September 24, 2002
Stability Pact going wobbly

The Stability and Growth Pact was designed to enforce fiscal discipline amongst member states of European Monetary Union. Key provisions are limits to the budget deficit at 3% of GDP and medium-term balanced budgets. As currently stated, the member countries have committed themselves to achieve balanced budgets by 2004. The European Commission is now waking up to reality and acknowledging that several member countries are not going to make it. In fact, even the 3% of GDP deficit limit is likely to be breached in the coming year. The culprits? Portugal, Italy, France and Germany. With the three largest Euroland economies being in breach, the Stability Pact is looking very wobbly indeed.

By tinkering with the timetable the European Commission hopes to defuse the situation and save the Pact in some form. The Pact is important because each member state can set its own fiscal policy. Absent such a Pact there is a serious risk of a free-rider problem developing in that one country could have its budget deficit balloon while others suffer through fiscal discipline. This would be an unstable situation; bond yields would rise, affect all member states, and the incentive for maintaining fiscal stability would be weakened. After all, if bond yields are higher because of other countries' fiscal irresponsiblity, why not run a higher budget deficit yourself?

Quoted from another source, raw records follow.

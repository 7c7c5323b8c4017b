//! Scene log and statistics.
//!
//! [`SceneLog`] is a small ring buffer of timestamped messages shown on the
//! simulator's debug page. [`SceneStats`] is a snapshot of the scene's load.
//! Frame timing needs a platform clock and lives in the simulator crate.
//!
//! # Usage
//!
//! ```ignore
//! let mut log = SceneLog::new();
//! log.push(10, "intro started");
//! log.push(3008, "ambient scene entered");
//!
//! for line in log.iter() {
//!     println!("{}", line); // "    0.010 intro started"
//! }
//! ```

use heapless::{Deque, String};

use crate::scene::SceneState;

// =============================================================================
// Scene Log Configuration
// =============================================================================

/// Maximum number of log lines to keep in the ring buffer.
pub const LOG_BUFFER_SIZE: usize = 8;

/// Maximum characters per log line, timestamp included.
pub const LOG_LINE_LENGTH: usize = 40;

/// Width of the right-aligned seconds field of the timestamp.
const SECONDS_WIDTH: usize = 5;

// =============================================================================
// Scene Log Ring Buffer
// =============================================================================

/// Ring buffer of timestamped scene events.
///
/// Stores the last [`LOG_BUFFER_SIZE`] lines. Old lines are dropped when the
/// buffer is full; long messages are truncated.
pub struct SceneLog {
    buffer: Deque<String<LOG_LINE_LENGTH>, LOG_BUFFER_SIZE>,
}

impl SceneLog {
    /// Create an empty log.
    pub const fn new() -> Self { Self { buffer: Deque::new() } }

    /// Append `msg` stamped with the scene clock `now_ms`.
    pub fn push(
        &mut self,
        now_ms: u32,
        msg: &str,
    ) {
        if self.buffer.is_full() {
            self.buffer.pop_front();
        }

        let mut line: String<LOG_LINE_LENGTH> = String::new();
        push_timestamp(&mut line, now_ms);
        line.push(' ').ok();
        for c in msg.chars() {
            if line.push(c).is_err() {
                break;
            }
        }

        self.buffer.push_back(line).ok();
    }

    /// Iterate over lines (oldest first).
    pub fn iter(&self) -> impl Iterator<Item = &str> { self.buffer.iter().map(heapless::string::StringInner::as_str) }

    /// Most recent line.
    pub fn last(&self) -> Option<&str> { self.buffer.back().map(heapless::string::StringInner::as_str) }

    /// Number of lines.
    #[inline]
    pub fn len(&self) -> usize { self.buffer.len() }

    /// Whether the log is empty.
    #[inline]
    pub fn is_empty(&self) -> bool { self.buffer.is_empty() }
}

impl Default for SceneLog {
    fn default() -> Self { Self::new() }
}

// =============================================================================
// Scene Statistics
// =============================================================================

/// Snapshot of the scene's state and load.
#[derive(Clone, Copy, Debug, PartialEq, Eq)]
pub struct SceneStats {
    /// Current phase.
    pub state: SceneState,
    /// Milliseconds of scene time since `enter_scene`.
    pub clock_ms: u32,
    /// Live elements on the surface.
    pub elements: usize,
    /// Running timelines.
    pub timelines: usize,
    /// Particles across all pools.
    pub particles: usize,
}

// =============================================================================
// Helper Functions
// =============================================================================

/// Push a u32 value to a heapless string (no format! macro).
pub fn push_u32<const N: usize>(
    s: &mut String<N>,
    mut val: u32,
) {
    if val == 0 {
        s.push('0').ok();
        return;
    }

    let mut digits = [0u8; 10];
    let mut i = 0;
    while val > 0 {
        digits[i] = (val % 10) as u8;
        val /= 10;
        i += 1;
    }

    while i > 0 {
        i -= 1;
        s.push((b'0' + digits[i]) as char).ok();
    }
}

/// Push `ms` as right-aligned seconds with millisecond precision, e.g. `"    3.008"`.
pub fn push_timestamp<const N: usize>(
    s: &mut String<N>,
    ms: u32,
) {
    let mut secs: String<10> = String::new();
    push_u32(&mut secs, ms / 1000);
    for _ in secs.len()..SECONDS_WIDTH {
        s.push(' ').ok();
    }
    s.push_str(&secs).ok();
    s.push('.').ok();

    let frac = ms % 1000;
    if frac < 100 {
        s.push('0').ok();
    }
    if frac < 10 {
        s.push('0').ok();
    }
    push_u32(s, frac);
}

// =============================================================================
// Tests
// =============================================================================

Now with the adverse economic conditions prevailing in Europe, the Pact will be broken. Government expenditure is up, revenue is down. To an extent having a counter-cyclical fiscal policy is a good thing, as long as it does not run up structural deficits. But this stabilization is unavailable to countries that go into a downturn with their budgets already in deficit under the current Pact. So something will have to give.

Depending on the amount of realism that prevails, the process could become very messy indeed. The European Central Bank is going to fight it tooth and nail, and there will be a trilateral showdown between governments, the ECB and the European Commission. Within the governments' camp, some will side with the ECB. Others will welcome a relaxation of the rules. The more rancorous and chaotic it gets, the higher bond yields will rise, and the further the euro will fall.

Europe is taking the next steps with the experiment of the single currency, spread among 11 countries with different economic and fiscal policies. This is one of the fault lines that had been apparent for some time. The euro is not popular with its users, and now we will see whether it can stand the strain.